И сострадание он вызывал у художника.
И неподдельную жалость.
Но, ещё малюя, заметил Козак Мамай, что, помимо его желания, проступают в облике однокрылого молодца - и нежданная спесь, и высокомерие во взгляде, и жестокость, коих совсем не хотелось Козаку видеть в своём творении, затем что не так он себе представлял норов сего обойдённого судьбой человека.
В этом увечном существе слились приметы сотен знакомых Козаку характеров, и такова была у Мамая сила духа, такая горячая кровь забурлила в его создании, что Однокрыл, живой, сошёл с холста, живой, хоть и несуразный, чванный, злобный и властолюбивый, но живой, ибо вдохнул в него душу художник, который, однако, не был искуснее господа бога, и потому всё получилось в этом уродливом характере не так, как художник того хотел: калека возомнил себя ангелом, сверхчеловеком, коему, видите ли, богом назначено над бескрылыми властвовать.
И сколько лет потом каялся Мамай, что создал такое чудовище, презрев святой долг художника - отвечать за свои творения перед богом и людьми.
В начале нашей книги шла уже речь про бога, который, пустив на землю людей, не замедлил увидеть, что делают они совсем не то, чего хотелось бы творцу, не то, что делать им надлежит, ведь и сам господь бог, сотворив красу природы - человека, не всё в нём сумел, в этом перле своём, поднять до высот венца творенья, не всё в нём было так чисто и человечно, как, верно, господу мнилось в его первом творческом замысле, хотя в Библии, в первой книге Моисея, и сказано (врут, наверно) про творца: "И увидел бог, что всё, сотворённое им, весьма и весьма благолепно", - врут-таки, ибо самодовольство никогда и нигде не свойственно было истинному творцу, художнику, а может, сгоряча господь, из добрых чувств к своим творениям, и ошибался поначалу: жил-то бог один на свете, и некому было сказать ему правду, оценить, некому было творца дружески взять за локоть и от души помочь, потому что нелицеприятных критиков тогда ещё не было, а к рыку и шипению дьявола, злобствующего супротив всего доброго и светлого, кому же хотелось прислушиваться!

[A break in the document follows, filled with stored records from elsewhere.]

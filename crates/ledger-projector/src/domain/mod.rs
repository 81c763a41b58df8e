//! # Domain Layer
//!
//! Records written to the store, the address codec, and decoding of the
//! polymorphic payloads carried by messages and query responses.
//!
//! No I/O happens here. Chain state, persistence and the identity service
//! are reached through the traits in the `ports` module.

pub mod address;
pub mod config;
pub mod content;
pub mod entities;
pub mod errors;
pub mod pubkey;

pub use address::AddressConverter;
pub use config::*;
pub use content::{ParamChange, ProposalContent, UpgradePlan};
pub use entities::*;
pub use errors::*;
pub use pubkey::ConsensusPubKey;
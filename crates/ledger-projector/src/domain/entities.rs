//! # Domain Entities
//!
//! The records this layer writes to the store. All of them are plain values
//! with no back-references; the projectors build them, the sink owns
//! persistence and merge semantics.
//!
//! ## Invariants
//!
//! - Every address field holds the target network's encoding.
//! - A record is only built after the defining message has been matched to
//!   an event or a height-pinned query.
//! - No field is derived from the wall clock or randomness, so replaying a
//!   message yields byte-identical records.

use chrono::{DateTime, Utc};
use serde::{Deserialize, Serialize};
use shared_types::{Coins, Dec, Description, Height, VoteOption};

use super::content::ProposalContent;

/// Schema-version marker written on every deposit row.
///
/// Always 1 today. Whether this ever grows into a real versioning scheme is
/// undecided, so nothing branches on it.
pub const DEPOSIT_SCHEMA_VERSION: u32 = 1;

/// Schema-version marker written on every vote row.
pub const VOTE_SCHEMA_VERSION: u32 = 1;

// =============================================================================
// GOVERNANCE
// =============================================================================

/// A governance proposal as of its submission.
#[derive(Debug, Clone, PartialEq, Eq, Serialize, Deserialize)]
pub struct Proposal {
    pub proposal_id: u64,
    pub proposal_route: String,
    pub proposal_type: String,
    pub content: ProposalContent,
    pub status: String,
    pub submit_time: DateTime<Utc>,
    pub deposit_end_time: DateTime<Utc>,
    pub voting_start_time: DateTime<Utc>,
    pub voting_end_time: DateTime<Utc>,
    pub proposer: String,
}

/// A depositor's cumulative deposit on a proposal, observed at `height`.
#[derive(Debug, Clone, PartialEq, Eq, Serialize, Deserialize)]
pub struct Deposit {
    pub proposal_id: u64,
    pub depositor: String,
    pub amount: Coins,
    pub version: u32,
    pub height: Height,
}

impl Deposit {
    pub fn new(proposal_id: u64, depositor: String, amount: Coins, height: Height) -> Self {
        Self {
            proposal_id,
            depositor,
            amount,
            version: DEPOSIT_SCHEMA_VERSION,
            height,
        }
    }
}

/// A voter's choice on a proposal.
#[derive(Debug, Clone, PartialEq, Eq, Serialize, Deserialize)]
pub struct Vote {
    pub proposal_id: u64,
    pub voter: String,
    pub option: VoteOption,
    pub version: u32,
    pub height: Height,
}

impl Vote {
    pub fn new(proposal_id: u64, voter: String, option: VoteOption, height: Height) -> Self {
        Self {
            proposal_id,
            voter,
            option,
            version: VOTE_SCHEMA_VERSION,
            height,
        }
    }
}

// =============================================================================
// STAKING
// =============================================================================

/// Identity and commission bounds of a validator.
#[derive(Debug, Clone, PartialEq, Eq, Serialize, Deserialize)]
pub struct Validator {
    pub consensus_address: String,
    pub operator_address: String,
    /// Display form of the consensus public key, e.g. `PubKeyEd25519{...}`.
    pub consensus_pubkey: String,
    pub self_delegate_address: String,
    pub max_change_rate: Dec,
    pub max_rate: Dec,
    pub height: Height,
}

/// Descriptive data of a validator with its resolved avatar.
#[derive(Debug, Clone, PartialEq, Eq, Serialize, Deserialize)]
pub struct ValidatorDescription {
    pub operator_address: String,
    pub description: Description,
    /// Empty when the identity has no picture.
    pub avatar_url: String,
    pub height: Height,
}

/// Current commission of a validator.
#[derive(Debug, Clone, PartialEq, Eq, Serialize, Deserialize)]
pub struct ValidatorCommission {
    pub operator_address: String,
    pub commission: Dec,
    pub min_self_delegation: u128,
    pub height: Height,
}

// =============================================================================
// BANK
// =============================================================================

/// The balance of one account at `height`.
#[derive(Debug, Clone, PartialEq, Eq, Serialize, Deserialize)]
pub struct AccountBalance {
    pub address: String,
    pub balance: Coins,
    pub height: Height,
}

#[cfg(test)]
mod tests {
    use super::*;
    use shared_types::Coin;

    #[test]
    fn test_constructors_stamp_schema_version() {
        let deposit = Deposit::new(1, "like1depositor".to_string(), vec![Coin::new(10, "nanolike")], 5);
        assert_eq!(deposit.version, DEPOSIT_SCHEMA_VERSION);
        assert_eq!(deposit.version, 1);

        let vote = Vote::new(1, "like1voter".to_string(), VoteOption::No, 5);
        assert_eq!(vote.version, VOTE_SCHEMA_VERSION);
        assert_eq!(vote.height, 5);
    }
}
//! # Integration Flows
//!
//! Whole transactions and blocks driven through `MessageDispatcher` against
//! the in-memory adapters.

mod flows;
mod genesis;
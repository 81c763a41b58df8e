//! Keybase avatar lookup for validator identities.

use reqwest::blocking::Client;
use serde::Deserialize;
use tracing::debug;

use crate::domain::AvatarConfig;
use crate::ports::{AvatarError, AvatarResolver};

/// Length of a keybase key suffix. Other identities are not looked up.
pub const KEY_SUFFIX_LEN: usize = 16;

#[derive(Debug, Deserialize)]
struct LookupResponse {
    status: LookupStatus,
    #[serde(default)]
    them: Vec<LookupUser>,
}

#[derive(Debug, Deserialize)]
struct LookupStatus {
    code: i64,
    #[serde(default)]
    desc: String,
}

#[derive(Debug, Deserialize)]
struct LookupUser {
    #[serde(default)]
    pictures: Option<Pictures>,
}

#[derive(Debug, Deserialize)]
struct Pictures {
    #[serde(default)]
    primary: Option<Picture>,
}

#[derive(Debug, Deserialize)]
struct Picture {
    url: String,
}

impl LookupResponse {
    fn into_avatar_url(self) -> Result<String, AvatarError> {
        if self.status.code != 0 {
            return Err(AvatarError::Status {
                code: self.status.code,
                desc: self.status.desc,
            });
        }

        Ok(self
            .them
            .into_iter()
            .next()
            .and_then(|user| user.pictures)
            .and_then(|pictures| pictures.primary)
            .map(|picture| picture.url)
            .unwrap_or_default())
    }
}

/// Resolves avatars through the keybase user lookup API.
pub struct KeybaseAvatarResolver {
    client: Client,
    endpoint: String,
}

impl KeybaseAvatarResolver {
    pub fn new(config: &AvatarConfig) -> Result<Self, AvatarError> {
        let client = Client::builder()
            .timeout(config.timeout)
            .build()
            .map_err(AvatarError::Http)?;

        Ok(Self {
            client,
            endpoint: config.endpoint.trim_end_matches('/').to_string(),
        })
    }
}

impl AvatarResolver for KeybaseAvatarResolver {
    fn avatar_url(&self, identity: &str) -> Result<String, AvatarError> {
        if identity.len() != KEY_SUFFIX_LEN {
            return Ok(String::new());
        }

        let response: LookupResponse = self
            .client
            .get(format!("{}/user/lookup.json", self.endpoint))
            .query(&[("key_suffix", identity), ("fields", "pictures")])
            .send()?
            .json()
            .map_err(|e| AvatarError::Parse(e.to_string()))?;

        let url = response.into_avatar_url()?;
        debug!(identity, found = !url.is_empty(), "avatar lookup finished");
        Ok(url)
    }
}
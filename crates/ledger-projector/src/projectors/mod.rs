//! # Domain Projectors
//!
//! One projector per chain module. Each turns a decoded message plus its
//! transaction context into fully populated records:
//!
//! - `governance`: proposals, deposits, votes
//! - `staking`: validators, their descriptions and commissions
//! - `bank`: account balances touched by transfers
//!
//! Projectors hold no state between calls. Every address goes through the
//! shared [`AddressConverter`](crate::domain::AddressConverter) before a
//! record is built, and every failure aborts the operation before any later
//! write.

mod bank;
mod governance;
mod staking;

pub use bank::BankProjector;
pub use governance::{GovernanceProjector, ATTRIBUTE_PROPOSAL_ID, EVENT_SUBMIT_PROPOSAL};
pub use staking::StakingProjector;

use crate::domain::ProjectorError;
use crate::ports::SinkError;

/// Wraps a sink failure with the entity being written.
fn store_error(entity: &'static str) -> impl FnOnce(SinkError) -> ProjectorError {
    move |source| ProjectorError::Store { entity, source }
}
//! # Transaction Flows
//!
//! A proposal followed through several blocks, transactions carrying more
//! than one message, and blocks mixing failed and successful transactions.

#[cfg(test)]
mod tests {
    use ledger_projector::test_utils::*;
    use ledger_projector::{ProjectorError, ProposalContent};
    use ledger_projector::domain::UpgradePlan;
    use shared_types::{
        Coin, Msg, MsgDeposit, MsgSubmitProposal, MsgVote, StringEvent, Tx, VoteOption,
    };

    // =============================================================================
    // TEST FIXTURES
    // =============================================================================

    fn submit(proposer: u8, content: &ProposalContent, deposit: u128) -> Msg {
        Msg::from(MsgSubmitProposal {
            content: content.to_any(),
            initial_deposit: vec![Coin::new(deposit, "nanolike")],
            proposer: native_account(proposer),
        })
    }

    fn deposit(proposal_id: u64, depositor: u8, amount: u128) -> Msg {
        Msg::from(MsgDeposit {
            proposal_id,
            depositor: native_account(depositor),
            amount: vec![Coin::new(amount, "nanolike")],
        })
    }

    fn vote(proposal_id: u64, voter: u8, option: VoteOption) -> Msg {
        Msg::from(MsgVote {
            proposal_id,
            voter: native_account(voter),
            option,
        })
    }

    fn event(kind: &str) -> StringEvent {
        StringEvent::new(kind, vec![])
    }

    // =============================================================================
    // PROPOSAL LIFECYCLE
    // =============================================================================

    #[test]
    fn test_proposal_lifecycle_across_blocks() {
        let harness = Harness::new();
        let dispatcher = harness.dispatcher();
        let content = text_content("Lower min deposit");

        // Block 100: submission
        harness.chain.insert_proposal(100, chain_proposal(42, content.clone())).unwrap();
        let tx = tx_with_events(100, vec![(0, vec![submit_proposal_event("42")])]);
        dispatcher.dispatch(0, &submit(1, &content, 1000), &tx).unwrap();

        // Blocks 110 and 115: two deposits from the same account
        harness.chain.insert_deposits(
            110,
            42,
            vec![
                chain_deposit(42, native_account(1), 1000),
                chain_deposit(42, native_account(2), 400),
            ],
        ).unwrap();
        harness.chain.insert_deposits(
            115,
            42,
            vec![
                chain_deposit(42, native_account(1), 1000),
                chain_deposit(42, native_account(2), 900),
            ],
        ).unwrap();
        let tx = tx_with_events(110, vec![(0, vec![event("proposal_deposit")])]);
        dispatcher.dispatch(0, &deposit(42, 2, 400), &tx).unwrap();
        let tx = tx_with_events(115, vec![(0, vec![event("proposal_deposit")])]);
        dispatcher.dispatch(0, &deposit(42, 2, 500), &tx).unwrap();

        // Blocks 120 and 125: votes, one of them changed
        let tx = tx_with_events(120, vec![(0, vec![]), (1, vec![])]);
        dispatcher
            .dispatch_tx(&[vote(42, 1, VoteOption::Yes), vote(42, 2, VoteOption::No)], &tx)
            .unwrap();
        let tx = tx_with_events(125, vec![(0, vec![event("proposal_vote")])]);
        dispatcher
            .dispatch(0, &vote(42, 2, VoteOption::Abstain), &tx)
            .unwrap();

        let deposits = harness.sink.deposits().unwrap();
        assert_eq!(deposits.len(), 3);
        let latest = deposits
            .iter()
            .filter(|d| d.depositor == target_account(2))
            .max_by_key(|d| d.height)
            .unwrap();
        assert_eq!(latest.amount, vec![Coin::new(900, "nanolike")]);
        assert_eq!(latest.height, 115);

        let votes = harness.sink.votes().unwrap();
        assert_eq!(votes.len(), 2);
        assert_eq!(
            harness.sink.vote(42, &target_account(2)).unwrap().unwrap().option,
            VoteOption::Abstain
        );
        assert_eq!(
            harness.sink.vote(42, &target_account(1)).unwrap().unwrap().option,
            VoteOption::Yes
        );
    }

    #[test]
    fn test_software_upgrade_proposal() {
        let harness = Harness::new();
        let content = ProposalContent::SoftwareUpgrade {
            title: "v2".to_string(),
            description: "Upgrade to v2".to_string(),
            plan: UpgradePlan {
                name: "v2".to_string(),
                height: 500_000,
                info: "{\"binaries\":{}}".to_string(),
            },
        };
        harness.chain.insert_proposal(300, chain_proposal(9, content.clone())).unwrap();
        let tx = tx_with_events(300, vec![(0, vec![submit_proposal_event("9")])]);

        harness
            .dispatcher()
            .dispatch(0, &submit(3, &content, 10), &tx)
            .unwrap();

        let proposal = harness.sink.proposal(9).unwrap().unwrap();
        assert_eq!(proposal.proposal_route, "upgrade");
        assert_eq!(proposal.proposal_type, "SoftwareUpgrade");
        assert_eq!(proposal.content, content);
    }

    // =============================================================================
    // MULTI-MESSAGE TRANSACTIONS
    // =============================================================================

    #[test]
    fn test_submit_and_vote_in_one_tx() {
        let harness = Harness::new();
        let content = text_content("Signal");
        harness.chain.insert_proposal(200, chain_proposal(5, content.clone())).unwrap();
        let tx = tx_with_events(
            200,
            vec![
                (0, vec![submit_proposal_event("5")]),
                (1, vec![event("proposal_vote")]),
            ],
        );

        harness
            .dispatcher()
            .dispatch_tx(&[submit(1, &content, 1), vote(5, 1, VoteOption::Yes)], &tx)
            .unwrap();

        assert!(harness.sink.proposal(5).unwrap().is_some());
        assert!(harness.sink.vote(5, &target_account(1)).unwrap().is_some());
        assert_eq!(harness.chain.query_count(), 1);
    }

    #[test]
    fn test_error_names_failing_message() {
        let harness = Harness::new();
        let content = text_content("Signal");
        let tx = tx_with_events(
            200,
            vec![(0, vec![event("proposal_vote")]), (1, vec![event("message")])],
        );

        let err = harness
            .dispatcher()
            .dispatch_tx(&[vote(5, 1, VoteOption::Yes), submit(1, &content, 1)], &tx)
            .unwrap_err();

        match err {
            ProjectorError::EventLookup { index, tx_hash, .. } => {
                assert_eq!(index, 1);
                assert_eq!(tx_hash, tx.hash);
            }
            other => panic!("unexpected error: {other}"),
        }
        // the vote before the failure is kept
        assert_eq!(harness.sink.votes().unwrap().len(), 1);
    }

    // =============================================================================
    // BLOCKS
    // =============================================================================

    #[test]
    fn test_block_with_failed_tx() {
        let harness = Harness::new();
        let dispatcher = harness.dispatcher();
        let block: Vec<(Tx, Msg)> = vec![
            (
                tx_with_events(400, vec![(0, vec![event("proposal_vote")])]),
                vote(1, 1, VoteOption::Yes),
            ),
            (Tx::new("OUTOFGAS", 400, vec![]), vote(1, 2, VoteOption::No)),
            (
                tx_with_events(400, vec![(0, vec![event("proposal_vote")])]),
                vote(1, 3, VoteOption::NoWithVeto),
            ),
        ];

        for (tx, msg) in &block {
            dispatcher.dispatch(0, msg, tx).unwrap();
        }

        assert_eq!(harness.sink.votes().unwrap().len(), 2);
        assert!(harness.sink.vote(1, &target_account(2)).unwrap().is_none());
    }
}
//! # Dispatch Layer
//!
//! Entry point driven by the indexing host: one call per message of every
//! replayed transaction.

pub mod handler;

pub use handler::MessageDispatcher;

Итак, возьми ты меня за локоть, друг мой критик, советчик и наставник, и помоги разобраться: как это с Козаком Мамаем такая беда стряслась, такая незадача, что довелось мастеру каяться, зачем так опрометчиво пустил он в свет своего однокрылого нéлюдя? Как это сталось? Иль он жизни не знал, художник? Иль погрешил против правды? Почему же постигла его столь страшная мука? Поразмыслим же вместе, ибо пришла уже пора, когда добрые наши товарищи становятся суровыми критиками, а суровые критики наши становятся добрыми товарищами, и не прожить нам без такого товарищества.
Нынешним-то художникам иль драматургам труднее, пожалуй, чем было когда-то богу: творения бессмертного творца все были смертны, а ныне мастер, коли он истинный мастер, создаёт творения бессмертные, что живут, пока жив народ.
Поэтому-то, видно, господь бог (да и архангелы всякие) сильно недолюбливает нашего брата художников, которые, верно, сотворили некогда и самого господа бога.
58
Спросил же когда-то святой Петро, насмешник, у творца-вседержителя:
- Кто ж кого сотворил? Ты ли, боже, людей? Иль грешные люди - тебя? Какие-нибудь художники? А не то драматурги? А?
- Про то в Святом писании всё сказано.
- А было как?
- Уж и не знаю…
И господь бог, в смущении, задумался… Хоть и не понять ему было, что исчезнет он, бессмертный бог, в тот самый миг, когда помрёт последний из тех недалёких людей, что в бога веруют; и он всё гневался чего-то и гневался на скульпторов, художников и драматургов, ничего об их муках не ведая.
59
Тáк вот и Мамай, художник, сотворив Однокрыла, клял себя, каялся, и, кроме ненависти, ничего у них обоих, ничего у них, кроме обоюдной, острой и отчаянной ненависти, ничего не осталось…
И вот, обо всем о том горькую думу думая, Козак рисовал в гетманской темнице своего утраченного Добряна.
Ещё не было у коня двух задних ног.
Но Козак выцарапывал шильцем не ноги.
Испытывая судьбу, он принялся тщательно вырисовывать хвост и гриву, вычерчивая каждую волосинку, и они так и притягивали взор, до того были белы, те грива да хвост у чёрного коня.
А шум, топот да голоса меж тем приближались, и Мамай снова услышал голос гетмана, властный, и зычный, и певучий, - ясновельможный был, видно, чем-то весьма взбудоражен, потому что говорить так громко привычки не имел.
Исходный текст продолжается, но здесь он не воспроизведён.